Snowflake

JUNE 2025 - NEW INFO COMING SOON
I believe we have an entirely new gene that looks like Snowflake (in much the same way a good Whitewall looks like a Lilly White) but it seems to work like an incomplete dominant gene with an incredible homozygous or super form.


History

In 2005 I hatched a lavender/black & cream pinstripe crested gecko that started off looking like a nice, fully pinstriped lavender & cream quad - which was a very high-end gecko at the time. It later started developing white spots all over its legs and flanks, which got more noticeable as it matured. Unlike lateral "porthole" markings, these white spots extended to the legs and reached further up on the sides of the gecko's abdomen - some reaching the dorsal surface, what some will call a "drippy" dorsal (like the one at right). Once I noticed that gecko, I went back and looked at the parents. Sure enough, the dam that produced it had these same white spots, but she didn't have very many - nothing I would've thought anything of. This pointed to a dominant mode of inheritance, rather than recessive. I quietly worked with these geckos for a few years before saying anything about them. The cages were labeled "White Spots". That wasn't a "morph name", but rather an internal label we used on the cages to identify the project.

The biggest issue I have with this trait is that it's not generally apparent in hatchlings or even young juveniles, which is a major reason why we haven't focused on them as much as we have some other projects. That being the case, by the time I noticed the trait in that one nice one, and started breeding for it, I had inadvertently sold a bunch of these geckos before they developed the spots. Still, I went ahead and started a project to select for more and more spots, or larger spots (whatever I could do with it) in 2007.

Introduction to the Crested Gecko Hobby - 2009

Several years later, in 2009, I decided to sell a nice red one. I explained that the project was fairly new, I hadn't named it, that it seemed to be inherited in the first generation (making it a dominant mode of inheritance), and I also explained that I was just using the label "White Spots" for breeding groups in that project. The gecko was priced $1,200 (it was RED and had a lot of spots) and the gecko was immediately snapped up by Brian Butler of Altitude Exotics. Brian, excited to have a really awesome gecko coming his way and not yet familiar with the childishness of wannabe experts on the internet, proceeded to show it off on the Repashy Forums. Sure enough, Brian was called "gullible" by two of Repashy's admins, and told the spots "were just random", and that he had been "ripped off". They then went on to throw shade at my name. Of course, I didn't let that go unchecked, and Allen Repashy finally removed the thread from the forum.

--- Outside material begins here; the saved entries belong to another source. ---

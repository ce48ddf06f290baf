//! Handlers for the `/announcements` resource.
//!
//! Residents read the board; admins write to it. Publishing an announcement
//! notifies every active resident of the project.

use axum::extract::{Path, Query, State};
use axum::http::StatusCode;
use axum::Json;
use veranda_core::audit::{
    ACTION_ANNOUNCEMENT_CREATE, ACTION_ANNOUNCEMENT_DELETE, ACTION_ANNOUNCEMENT_UPDATE,
};
use veranda_core::error::CoreError;
use veranda_core::pagination::{clamp_limit, clamp_offset};
use veranda_core::roles::ROLE_RESIDENT;
use veranda_core::types::DbId;
use veranda_db::models::announcement::{Announcement, CreateAnnouncement, UpdateAnnouncement};
use veranda_db::repositories::AnnouncementRepo;

use crate::audit;
use crate::error::{AppError, AppResult};
use crate::middleware::rbac::{RequireAdmin, RequireAuth};
use crate::query::ScopedStatusListParams;
use crate::response::ApiResponse;
use crate::state::AppState;

/// POST /api/v1/announcements
pub async fn create(
    State(state): State<AppState>,
    RequireAdmin(admin): RequireAdmin,
    Query(scope): Query<ScopedStatusListParams>,
    Json(input): Json<CreateAnnouncement>,
) -> AppResult<(StatusCode, Json<ApiResponse<Announcement>>)> {
    let project_id = admin.project_scope(scope.project_id)?;
    let announcement =
        AnnouncementRepo::create(&state.pool, project_id, admin.user_id, &input).await?;

    audit::record(
        &state.pool,
        &admin,
        ACTION_ANNOUNCEMENT_CREATE,
        "announcement",
        Some(announcement.id),
        None,
    )
    .await;

    if let Err(err) = state
        .notifier
        .notify_project_role(
            project_id,
            ROLE_RESIDENT,
            "announcement",
            &announcement.title,
            &announcement.body,
        )
        .await
    {
        tracing::error!(error = %err, "Announcement notification fan-out failed");
    }

    Ok((StatusCode::CREATED, Json(ApiResponse::new(announcement))))
}

/// GET /api/v1/announcements
///
/// Current (non-expired) announcements, pinned first.
pub async fn list(
    State(state): State<AppState>,
    RequireAuth(user): RequireAuth,
    Query(params): Query<ScopedStatusListParams>,
) -> AppResult<Json<ApiResponse<Vec<Announcement>>>> {
    let project_id = user.project_scope(params.project_id)?;
    let announcements = AnnouncementRepo::list_current(
        &state.pool,
        project_id,
        clamp_limit(params.limit),
        clamp_offset(params.offset),
    )
    .await?;
    Ok(Json(ApiResponse::new(announcements)))
}

/// GET /api/v1/announcements/{id}
pub async fn get_by_id(
    State(state): State<AppState>,
    RequireAuth(user): RequireAuth,
    Path(id): Path<DbId>,
) -> AppResult<Json<ApiResponse<Announcement>>> {
    let announcement = AnnouncementRepo::find_by_id(&state.pool, id)
        .await?
        .ok_or(AppError::Core(CoreError::NotFound {
            entity: "Announcement",
            id,
        }))?;
    user.check_project(announcement.project_id)?;
    Ok(Json(ApiResponse::new(announcement)))
}

/// PUT /api/v1/announcements/{id}
pub async fn update(
    State(state): State<AppState>,
    RequireAdmin(admin): RequireAdmin,
    Path(id): Path<DbId>,
    Json(input): Json<UpdateAnnouncement>,
) -> AppResult<Json<ApiResponse<Announcement>>> {
    let existing = AnnouncementRepo::find_by_id(&state.pool, id)
        .await?
        .ok_or(AppError::Core(CoreError::NotFound {
            entity: "Announcement",
            id,
        }))?;
    admin.check_project(existing.project_id)?;

    let announcement = AnnouncementRepo::update(&state.pool, id, &input)
        .await?
        .ok_or(AppError::Core(CoreError::NotFound {
            entity: "Announcement",
            id,
        }))?;
    audit::record(
        &state.pool,
        &admin,
        ACTION_ANNOUNCEMENT_UPDATE,
        "announcement",
        Some(id),
        None,
    )
    .await;
    Ok(Json(ApiResponse::new(announcement)))
}

/// DELETE /api/v1/announcements/{id}
pub async fn delete(
    State(state): State<AppState>,
    RequireAdmin(admin): RequireAdmin,
    Path(id): Path<DbId>,
) -> AppResult<StatusCode> {
    let existing = AnnouncementRepo::find_by_id(&state.pool, id)
        .await?
        .ok_or(AppError::Core(CoreError::NotFound {
            entity: "Announcement",
            id,
        }))?;
    admin.check_project(existing.project_id)?;

    let deleted = AnnouncementRepo::soft_delete(&state.pool, id).await?;
    if deleted {
        audit::record(
            &state.pool,
            &admin,
            ACTION_ANNOUNCEMENT_DELETE,
            "announcement",
            Some(id),
            None,
        )
        .await;
        Ok(StatusCode::NO_CONTENT)
    } else {
        Err(AppError::Core(CoreError::NotFound {
            entity: "Announcement",
            id,
        }))
    }
}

Being a trait that doesn't seem to show up in the babies or younger juvies, it isn't a great fit for a selective breeding program of the scale that I like to work with. I don't like to have a micro-project where I'm not going to eventually end up breeding similar looking, but mostly unrelated geckos together - too much other weird stuff going on here. To start a large, genetically diverse project that I can refine over several years, which is the only way I usually like to go, I need to be able to pick my holdbacks at a younger age, and I also don't want to have to raise them to a large size in order for them to be sellable. As such, I have kept my groups fairly small and I only hold back babies where we have that trait in combination with other traits that I am working with on a larger scale, such as Whiteout/Whitewall laterals and Tangerine pigmented pinstripes.

The "Snowflake" Name & Ensuing Controversy

PS: Grab yourself some popcorn...this is good. :-)

Over a decade after first recognizing the trait in my own colony, and never having given it a proper name, I realized there were way too many traits with the word "white" in the name. Even my own employees were getting confused about what was what, especially when we had multiple "white" traits in the same project. Even though it started by me writing it on my cages, I also think the term "White Spot" sounds a bit lacking - after all, it was never intended to be an official name.

That's when I decided to give the trait a proper name. Following a long-honored tradition of borrowing familiar morph names from morphs of other species, such as how Allen Repashy borrowed the term Creamsicle from the corn snake world, I started looking for similar traits in other species. That's when I remembered Allen Repashy's famed "Snowflake" Leachianus (made famous by the 2002 Rhacodactylus book). If you don't remember, it was a big leachie with white spots all over the place - in fact, genetically speaking, the white spots on that gecko could very well be the same thing. And if you think that's even remotely far-fetched, you aren't very familiar with morphs in various python species - a lot of times, similar appearing traits are genetically compatible when hybrids are produced. Not only did I think the name was fitting, but I think Allen's Snowflake Leachianus has a great look that we can aspire to with this project.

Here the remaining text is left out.